Sabden, one of my beautiful villages, has a population of about 1,500. It has just had its bus service withdrawn by the operator. That service was part-subsidised by Lancashire County Council, but the council now refuses to subsidise even a skeleton service, which means that the elderly and the young have been set adrift: they cannot get into work or go to the doctor. Will the Secretary of State consider top-slicing the necessary money from the county council and giving it to the districts so that local people can get the service they deserve?
Clearly, that is a great disappointment for my hon. Friend’s many constituents who rely on those services. In the local government financial settlement, we have been able to make available a flat cash settlement over four years to councils across the country, giving them the certainty of four-year funding. That is intended to allow them to plan ahead for precisely the sort of services that he describes.
May I take the Secretary of State back to the answer he gave the House in reply to Question 2, when he talked about the Government’s housebuilding programme? The latest official figures show that the number of new homes is down by 9% and that, six years on, it is still a third below the peak achieved under Labour. This is the housebuilding recovery that never was. Does he not agree that when housing policy fails so badly, it gives an opening to those who want to fuel resentment and division? Will he therefore today disown the comments of his Cabinet colleague the Leader of the House who blames the fall in home ownership on EU migration? Will he point out to the Leader of the House that it is possible to have a healthily growing population alongside higher home ownership, just as Britain did during the baby-boom years under Macmillan and Wilson?

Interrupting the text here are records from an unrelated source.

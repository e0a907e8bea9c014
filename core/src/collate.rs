//! Collation for sorting: accents and case are ignored first, then the raw
//! strings break ties so the order stays total and deterministic.

use crate::codec;
use crate::Value;
use std::cmp::Ordering;

pub(crate) fn collation_key(s: &str) -> String {
    codec::normalize(s).to_lowercase()
}

pub(crate) fn compare_str(a: &str, b: &str) -> Ordering {
    collation_key(a)
        .cmp(&collation_key(b))
        .then_with(|| a.cmp(b))
}

/// Strings collate; everything else uses [`Value::compare`].
pub(crate) fn compare_values(a: &Value, b: &Value) -> Ordering {
    match (a, b) {
        (Value::String(x), Value::String(y)) => compare_str(x, y),
        _ => a.compare(b),
    }
}

#[cfg(test)]
mod tests {
    use super::*;

    #[test]
    fn ignores_case_and_accents() {
        assert_eq!(compare_str("apple", "Banana"), Ordering::Less);
        assert_eq!(compare_str("éclair", "eclipse"), Ordering::Less);
        assert_eq!(compare_str("Zebra", "apple"), Ordering::Greater);
    }

    #[test]
    fn raw_order_breaks_ties() {
        assert_eq!(compare_str("A", "a"), Ordering::Less);
        assert_eq!(compare_str("a", "a"), Ordering::Equal);
    }

    #[test]
    fn non_strings_fall_back() {
        assert_eq!(compare_values(&Value::Int(2), &Value::Int(10)), Ordering::Less);
        assert_eq!(compare_values(&Value::Null, &Value::from("a")), Ordering::Less);
    }
}
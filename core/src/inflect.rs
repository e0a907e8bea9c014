//! `Inflections`: Compiled plural, singular, and human rules
//!
//! Rules are stored highest priority first; the first rule whose pattern
//! matches rewrites the word. Irregular pairs compile to anchored rules that
//! keep the case of the word's first letter.
//!
//! The built-in English table is compiled once on first use and never
//! mutated. Callers with other locale data build their own table from an
//! [`InflectionsConfig`] and pass it where needed.

use crate::config::{InflectionsConfig, IrregularConfig, RuleConfig};
use crate::{compile_regex, Error, Result, MAX_PATTERN_LENGTH};
use regex::Regex;
use std::collections::{BTreeMap, BTreeSet};
use std::sync::OnceLock;

#[derive(Debug, Clone)]
struct Rule {
    pattern: Regex,
    replacement: String,
}

impl Rule {
    fn compile(config: &RuleConfig) -> Result<Self> {
        Ok(Self {
            pattern: compile_regex(&format!("(?i){}", config.pattern))?,
            replacement: config.replacement.clone(),
        })
    }
}

/// A compiled inflection table.
///
/// ```
/// use sucre::Inflections;
///
/// let en = Inflections::english();
/// assert_eq!(en.pluralize("octopus"), "octopi");
/// assert_eq!(en.singularize("people"), "person");
/// assert_eq!(en.pluralize("sheep"), "sheep");
/// ```
#[derive(Debug, Clone)]
pub struct Inflections {
    plurals: Vec<Rule>,
    singulars: Vec<Rule>,
    humans: Vec<Rule>,
    uncountables: Vec<String>,
    uncountable_pattern: Option<Regex>,
    /// Lowercase form to canonical spelling.
    acronyms: BTreeMap<String, String>,
    minor_words: BTreeSet<String>,
}

impl Inflections {
    /// The built-in English table.
    #[must_use]
    pub fn english() -> &'static Self {
        static ENGLISH: OnceLock<Inflections> = OnceLock::new();
        // Built-in rules are pinned by `built_in_rules_compile`.
        ENGLISH.get_or_init(|| {
            Self::compile(&english_config(), None)
                .expect("built-in English inflection rules are valid regexes")
        })
    }

    /// Compile a table from config.
    ///
    /// With `extend_defaults`, the config's rules take priority over the
    /// built-in English ones, and its word lists are added to them.
    ///
    /// # Errors
    ///
    /// Returns [`Error::InvalidPattern`] or [`Error::PatternTooLong`] for a bad
    /// rule, or [`Error::InvalidConfig`] for an empty or oversized word.
    pub fn from_config(config: &InflectionsConfig) -> Result<Self> {
        let base = config.extend_defaults.then(Self::english);
        let table = Self::compile(config, base)?;
        log::debug!(
            "compiled inflections: {} plural, {} singular, {} human rules, {} uncountables, {} acronyms, {} minor words",
            table.plurals.len(),
            table.singulars.len(),
            table.humans.len(),
            table.uncountables.len(),
            table.acronyms.len(),
            table.minor_words.len(),
        );
        Ok(table)
    }

    /// Parse YAML config and compile it.
    ///
    /// # Errors
    ///
    /// Returns [`Error::InvalidConfig`] if the YAML does not describe an
    /// [`InflectionsConfig`], or any error from [`from_config`](Self::from_config).
    pub fn from_yaml(yaml: &str) -> Result<Self> {
        let config: InflectionsConfig =
            serde_yaml::from_str(yaml).map_err(|e| Error::InvalidConfig {
                message: e.to_string(),
            })?;
        Self::from_config(&config)
    }

    /// Parse JSON config and compile it.
    ///
    /// # Errors
    ///
    /// Same as [`from_yaml`](Self::from_yaml).
    pub fn from_json(json: &str) -> Result<Self> {
        let config: InflectionsConfig =
            serde_json::from_str(json).map_err(|e| Error::InvalidConfig {
                message: e.to_string(),
            })?;
        Self::from_config(&config)
    }

    fn compile(config: &InflectionsConfig, base: Option<&Self>) -> Result<Self> {
        let mut plurals = Vec::new();
        let mut singulars = Vec::new();
        for irregular in &config.irregulars {
            let (plural, singular) = irregular_rules(irregular)?;
            plurals.extend(plural);
            singulars.extend(singular);
        }
        for rule in &config.plurals {
            plurals.push(Rule::compile(rule)?);
        }
        for rule in &config.singulars {
            singulars.push(Rule::compile(rule)?);
        }
        let mut humans = config
            .humans
            .iter()
            .map(Rule::compile)
            .collect::<Result<Vec<_>>>()?;

        let mut uncountables = Vec::new();
        let mut acronyms = BTreeMap::new();
        let mut minor_words = BTreeSet::new();
        if let Some(base) = base {
            plurals.extend(base.plurals.iter().cloned());
            singulars.extend(base.singulars.iter().cloned());
            humans.extend(base.humans.iter().cloned());
            uncountables.extend(base.uncountables.iter().cloned());
            acronyms.extend(base.acronyms.clone());
            minor_words.extend(base.minor_words.iter().cloned());
        }
        for word in &config.uncountables {
            uncountables.push(checked_word("uncountables", word)?.to_lowercase());
        }
        for word in &config.acronyms {
            let word = checked_word("acronyms", word)?;
            acronyms.insert(word.to_lowercase(), word.to_string());
        }
        for word in &config.minor_words {
            minor_words.insert(checked_word("minor_words", word)?.to_lowercase());
        }

        let uncountable_pattern = if uncountables.is_empty() {
            None
        } else {
            let alternatives: Vec<String> = uncountables.iter().map(|w| regex::escape(w)).collect();
            Some(compile_regex(&format!(r"(?i)\b(?:{})$", alternatives.join("|")))?)
        };

        Ok(Self {
            plurals,
            singulars,
            humans,
            uncountables,
            uncountable_pattern,
            acronyms,
            minor_words,
        })
    }

    /// Plural form of the last word in `word`.
    #[must_use]
    pub fn pluralize(&self, word: &str) -> String {
        self.inflect(word, &self.plurals)
    }

    /// Singular form of the last word in `word`.
    #[must_use]
    pub fn singularize(&self, word: &str) -> String {
        self.inflect(word, &self.singulars)
    }

    fn inflect(&self, word: &str, rules: &[Rule]) -> String {
        if word.trim().is_empty() || self.is_uncountable(word) {
            return word.to_string();
        }
        apply_first(rules, word).unwrap_or_else(|| word.to_string())
    }

    /// Whether the last word of `word` has no distinct plural.
    #[must_use]
    pub fn is_uncountable(&self, word: &str) -> bool {
        self.uncountable_pattern
            .as_ref()
            .is_some_and(|re| re.is_match(word))
    }

    /// Apply the first matching human rule, if any.
    #[must_use]
    pub fn apply_humans(&self, text: &str) -> String {
        apply_first(&self.humans, text).unwrap_or_else(|| text.to_string())
    }

    /// Canonical spelling of an acronym, looked up case-insensitively.
    #[must_use]
    pub fn acronym(&self, word: &str) -> Option<&str> {
        self.acronyms.get(&word.to_lowercase()).map(String::as_str)
    }

    /// Whether `titleize` keeps `word` lowercase mid-title.
    #[must_use]
    pub fn is_minor_word(&self, word: &str) -> bool {
        self.minor_words.contains(&word.to_lowercase())
    }
}

impl Default for Inflections {
    fn default() -> Self {
        Self::english().clone()
    }
}

fn apply_first(rules: &[Rule], text: &str) -> Option<String> {
    rules
        .iter()
        .find(|rule| rule.pattern.is_match(text))
        .map(|rule| rule.pattern.replace(text, rule.replacement.as_str()).into_owned())
}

I lay the blame for the shortage of housing on what happened during the tenure of the party opposite and the right hon. Member for Wentworth and Dearne, who was the relevant Minister at that time. Ignominiously, he will go down in history as the Housing Minister who built the fewest homes in the peacetime history of this country, with only 85,000 being built in 2009. He is the man under whom we saw a fall in home ownership of a quarter of a million. The most significant thing is that when he was commenting on that, he said:
“I’m not sure that’s such a bad thing.”
Under this Government, the proportion of building is rising again; we have 250,000 planning permissions and more than 170,000 additions to the housing stock. We have doubled the rate of growth of housing compared with the rate that he presided over, so he might talk about lessons from the past, but we will be looking closely at his record to see what actions to avoid.
May I suggest that the Secretary of State go back to the Department and call in his Government statisticians to put him right on these figures? The Labour record speaks for itself: 1 million more homeowners, 2 million new homes built, and the largest investment in social housing in a generation. That is a record that the present Housing Minister would give his right arm for; it might even get him a Cabinet promotion. May I, however, bring the Secretary of State back to the question of the European Union? Does he accept that the European Union is helpful to housebuilding in Britain? Does he agree that the European Investment Bank’s commitment of £1 billion to build almost 20,000 new affordable homes is now needed more than ever, not least because this Government’s housing investment over this Parliament will be only half what it was under Labour?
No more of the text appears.